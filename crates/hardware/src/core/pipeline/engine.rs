//! Cycle Engine.
//!
//! Advances the whole pipeline by one clock cycle. Stages run in reverse
//! pipeline order so that each stage consumes what its upstream neighbour
//! produced in the *previous* cycle:
//!
//! 1. **Writeback:** frees both result slots and clears busy flags.
//! 2. **Load:** address buffer to the load result slot.
//! 3. **ALU:** ALU buffer to the ALU result slot.
//! 4. **Address:** load buffer to the address buffer.
//! 5. **Issue:** decode buffer to the load buffer, then to the ALU buffer.
//! 6. **Decode:** queue head to the decode buffer.
//!
//! Running writeback first means a register released this cycle is visible to
//! this cycle's decode.

use crate::common::error::SimError;
use crate::core::Cpu;
use crate::core::pipeline::stages::{
    address_stage, alu_stage, decode_stage, issue_alu_stage, issue_load_stage, load_stage,
    writeback_stage,
};

/// Runs one cycle of every stage.
///
/// # Arguments
///
/// * `cpu` - Mutable reference to the CPU state
///
/// # Returns
///
/// The first fatal stage error, if any. State is left as the failing stage
/// found it.
pub fn tick(cpu: &mut Cpu) -> Result<(), SimError> {
    writeback_stage(cpu);
    load_stage(cpu)?;
    alu_stage(cpu)?;
    address_stage(cpu);
    issue_load_stage(cpu);
    issue_alu_stage(cpu);
    decode_stage(cpu);

    cpu.stats.cycles += 1;
    Ok(())
}
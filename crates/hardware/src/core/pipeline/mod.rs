//! Instruction pipeline implementation.
//!
//! This module contains the five-buffer pipeline. It includes the following components:
//! 1. **Engine:** The per-cycle driver that runs every stage in reverse order.
//! 2. **Hazards:** The register-busy interlock checked at decode.
//! 3. **Latches:** Inter-stage buffers (decode, ALU, load, address, result).
//! 4. **Stages:** Decode, issue, ALU, address calculation, load and writeback.
//! 5. **Traits:** Common interface for pipeline buffers.

/// Per-cycle stage sequencing.
pub mod engine;

/// Register-busy hazard detection.
pub mod hazards;

/// Inter-stage pipeline buffers.
pub mod latches;

/// Pipeline stage implementations.
pub mod stages;

/// Traits for pipeline buffers.
pub mod traits;
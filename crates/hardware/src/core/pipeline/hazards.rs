//! Register-Busy Hazard Detection.
//!
//! This module implements the only interlock the pipeline has. It provides:
//! 1. **Source Check:** An instruction may not leave the queue while either of its
//!    source registers has a write pending (read-after-write).
//! 2. **Destination Check:** Optionally, an instruction may not leave the queue while
//!    its destination already has a write pending (write-after-write). This keeps
//!    at most one in-flight writer per register, so a busy flag always names exactly
//!    one producer.
//!
//! There is no forwarding: a stalled instruction waits for writeback to clear the flag.

use std::fmt;

use crate::common::reg::RegisterFile;
use crate::isa::Instruction;

/// Reason decode cannot issue the head instruction this cycle.
#[derive(Clone, Copy, Debug, PartialEq, Eq)]
pub enum Hazard {
    /// A source register is waiting on an in-flight producer.
    SourceBusy(usize),
    /// The destination register already has an in-flight producer.
    DestinationBusy(usize),
}

impl fmt::Display for Hazard {
    fn fmt(&self, f: &mut fmt::Formatter<'_>) -> fmt::Result {
        match self {
            Self::SourceBusy(r) => write!(f, "source R{r} busy"),
            Self::DestinationBusy(r) => write!(f, "destination R{r} busy"),
        }
    }
}

/// Checks whether `inst` must stall at decode.
///
/// # Arguments
///
/// * `inst` - The instruction at the head of the queue.
/// * `regs` - The register file, whose busy flags reflect every in-flight destination.
/// * `check_destination` - Also stall when the destination is busy.
///
/// # Returns
///
/// `None` if the instruction may decode, otherwise the first hazard found
/// (sources are checked before the destination).
///
/// # Examples
///
/// ```
/// use mipsim_core::common::RegisterFile;
/// use mipsim_core::core::pipeline::hazards::{decode_hazard, Hazard};
/// use mipsim_core::isa::{Instruction, Opcode};
///
/// let mut regs = RegisterFile::new();
/// regs.set_busy(1);
///
/// // add R4, R1, R5 reads R1 while it is still owed a result
/// let dependent = Instruction::new(Opcode::Add, 4, 1, 5);
/// assert_eq!(decode_hazard(&dependent, &regs, true), Some(Hazard::SourceBusy(1)));
///
/// // add R1, R2, R3 rewrites R1 while the first write is in flight
/// let rewrite = Instruction::new(Opcode::Add, 1, 2, 3);
/// assert_eq!(decode_hazard(&rewrite, &regs, true), Some(Hazard::DestinationBusy(1)));
/// assert_eq!(decode_hazard(&rewrite, &regs, false), None);
/// ```
pub fn decode_hazard(
    inst: &Instruction,
    regs: &RegisterFile,
    check_destination: bool,
) -> Option<Hazard> {
    if let Some(&src) = inst.sources().iter().find(|&&r| regs.is_busy(r)) {
        return Some(Hazard::SourceBusy(src));
    }

    if check_destination && regs.is_busy(inst.rd) {
        return Some(Hazard::DestinationBusy(inst.rd));
    }

    None
}
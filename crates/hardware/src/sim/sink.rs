//! Snapshot Sinks.
//!
//! The engine never performs I/O; the driver hands each snapshot to a
//! [`TraceSink`]. This module provides:
//! 1. **`WriterSink`:** Streams the text dump to any `io::Write`.
//! 2. **`VecSink`:** Keeps every snapshot in memory for inspection.

use std::io::Write;

use crate::common::error::SimError;
use crate::sim::snapshot::Snapshot;

/// Consumer of per-cycle snapshots.
pub trait TraceSink {
    /// Records one snapshot. An error aborts the run.
    fn record(&mut self, snapshot: &Snapshot) -> Result<(), SimError>;
}

/// Writes snapshots in dump format, separated by a blank line.
#[derive(Debug)]
pub struct WriterSink<W: Write> {
    writer: W,
    written: u64,
}

impl<W: Write> WriterSink<W> {
    /// Wraps `writer`.
    pub const fn new(writer: W) -> Self {
        Self { writer, written: 0 }
    }

    /// Number of snapshots written so far.
    pub const fn written(&self) -> u64 {
        self.written
    }

    /// Flushes and returns the underlying writer.
    pub fn into_inner(mut self) -> Result<W, SimError> {
        self.writer.flush()?;
        Ok(self.writer)
    }
}

impl<W: Write> TraceSink for WriterSink<W> {
    fn record(&mut self, snapshot: &Snapshot) -> Result<(), SimError> {
        if self.written > 0 {
            writeln!(self.writer)?;
        }
        write!(self.writer, "{snapshot}")?;
        self.written += 1;
        Ok(())
    }
}

/// Collects snapshots in memory.
#[derive(Clone, Debug, Default)]
pub struct VecSink {
    /// Every snapshot recorded, in order.
    pub snapshots: Vec<Snapshot>,
}

impl VecSink {
    /// Creates an empty sink.
    pub fn new() -> Self {
        Self::default()
    }

    /// The last snapshot recorded, if any.
    pub fn last(&self) -> Option<&Snapshot> {
        self.snapshots.last()
    }
}

impl TraceSink for VecSink {
    fn record(&mut self, snapshot: &Snapshot) -> Result<(), SimError> {
        self.snapshots.push(snapshot.clone());
        Ok(())
    }
}

impl<S: TraceSink + ?Sized> TraceSink for &mut S {
    fn record(&mut self, snapshot: &Snapshot) -> Result<(), SimError> {
        (**self).record(snapshot)
    }
}
//! Simulator: owns the CPU and drives it cycle by cycle.
//!
//! This module wires the loaders, the cycle engine and the snapshot sinks together:
//! 1. **Construction:** Builds a `Cpu` from configuration and fills the queue,
//!    registers and memory from parsed inputs.
//! 2. **Stepping:** One `tick` is one clock cycle of every stage.
//! 3. **Running:** Emits a snapshot before the first cycle and after every cycle
//!    until the queue and all buffers are empty.

use tracing::{info, warn};

use crate::common::error::SimError;
use crate::config::Config;
use crate::core::Cpu;
use crate::sim::loader::{self, InitialState, Program};
use crate::sim::sink::TraceSink;
use crate::sim::snapshot::Snapshot;
use crate::stats::SimStats;

/// Top-level simulator.
#[derive(Clone, Debug)]
pub struct Simulator {
    /// Machine state (registers, memory, queue, buffers, stats).
    pub cpu: Cpu,
    max_cycles: u64,
}

impl Simulator {
    /// Creates a simulator with an empty program and zeroed state.
    pub fn new(config: &Config) -> Self {
        Self {
            cpu: Cpu::new(config),
            max_cycles: config.general.max_cycles,
        }
    }

    /// Creates a simulator loaded with `program` and `state`.
    ///
    /// Instructions that do not fit in the queue are dropped, logged and counted
    /// in [`SimStats::dropped_instructions`]. Rejected input lines are counted in
    /// [`SimStats::skipped_lines`].
    pub fn with_state(config: &Config, program: Program, state: InitialState) -> Self {
        let mut sim = Self::new(config);
        sim.cpu.regs = state.registers;
        sim.cpu.dmem = state.memory;
        sim.cpu.stats.skipped_lines = (program.rejected.len() + state.rejected.len()) as u64;

        for inst in program.instructions {
            if let Err(full) = sim.cpu.queue.push(inst) {
                warn!(%full, "dropping instruction");
                sim.cpu.stats.dropped_instructions += 1;
            }
        }
        sim
    }

    /// Reads the input files named in `config.io` and builds a simulator from them.
    pub fn from_config(config: &Config) -> Result<Self, SimError> {
        let (program, state) = loader::load_inputs(&config.io)?;
        Ok(Self::with_state(config, program, state))
    }

    /// Advances one clock cycle.
    pub fn tick(&mut self) -> Result<(), SimError> {
        self.cpu.tick()
    }

    /// Returns `true` once the queue and every buffer are empty.
    pub fn is_drained(&self) -> bool {
        self.cpu.is_drained()
    }

    /// Cycles simulated so far; also the current step number.
    pub const fn cycles(&self) -> u64 {
        self.cpu.stats.cycles
    }

    /// Captures the current state.
    pub fn snapshot(&self) -> Snapshot {
        Snapshot::capture(self.cycles(), &self.cpu)
    }

    /// Performance counters.
    pub const fn stats(&self) -> &SimStats {
        &self.cpu.stats
    }

    /// Advances one cycle and returns the resulting snapshot, or `None` if the
    /// pipeline was already drained.
    pub fn step(&mut self) -> Result<Option<Snapshot>, SimError> {
        if self.is_drained() {
            return Ok(None);
        }
        self.tick()?;
        Ok(Some(self.snapshot()))
    }

    /// Runs until drained, handing every snapshot to `sink`.
    ///
    /// # Returns
    ///
    /// The number of cycles simulated, or the first fatal error. Exceeding the
    /// configured cycle budget is [`SimError::CycleLimitExceeded`].
    pub fn run<S: TraceSink + ?Sized>(&mut self, sink: &mut S) -> Result<u64, SimError> {
        info!(queued = self.cpu.queue.len(), "simulation start");
        sink.record(&self.snapshot())?;

        while !self.is_drained() {
            if self.cycles() >= self.max_cycles {
                return Err(SimError::CycleLimitExceeded {
                    limit: self.max_cycles,
                });
            }
            self.tick()?;
            sink.record(&self.snapshot())?;
        }

        info!(cycles = self.cycles(), "simulation complete");
        Ok(self.cycles())
    }
}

● **TASK DESCRIPTION**
Exactly the lines running from the top of the records to the line that contains "the address buffer.", inclusive, must be set down, and nothing more.

● **ANSWER FOR THE TASK**
filename crates/hardware/src/core/pipeline/engine.rs
//! Cycle Engine.
//!
//! Advances the whole pipeline by one clock cycle. Stages run in reverse
//! pipeline order so that each stage consumes what its upstream neighbour
//! produced in the *previous* cycle:
//!
//! 1. **Writeback:** frees both result slots and clears busy flags.
//! 2. **Load:** address buffer to the load result slot.
//! 3. **ALU:** ALU buffer to the ALU result slot.
//! 4. **Address:** load buffer to the address buffer.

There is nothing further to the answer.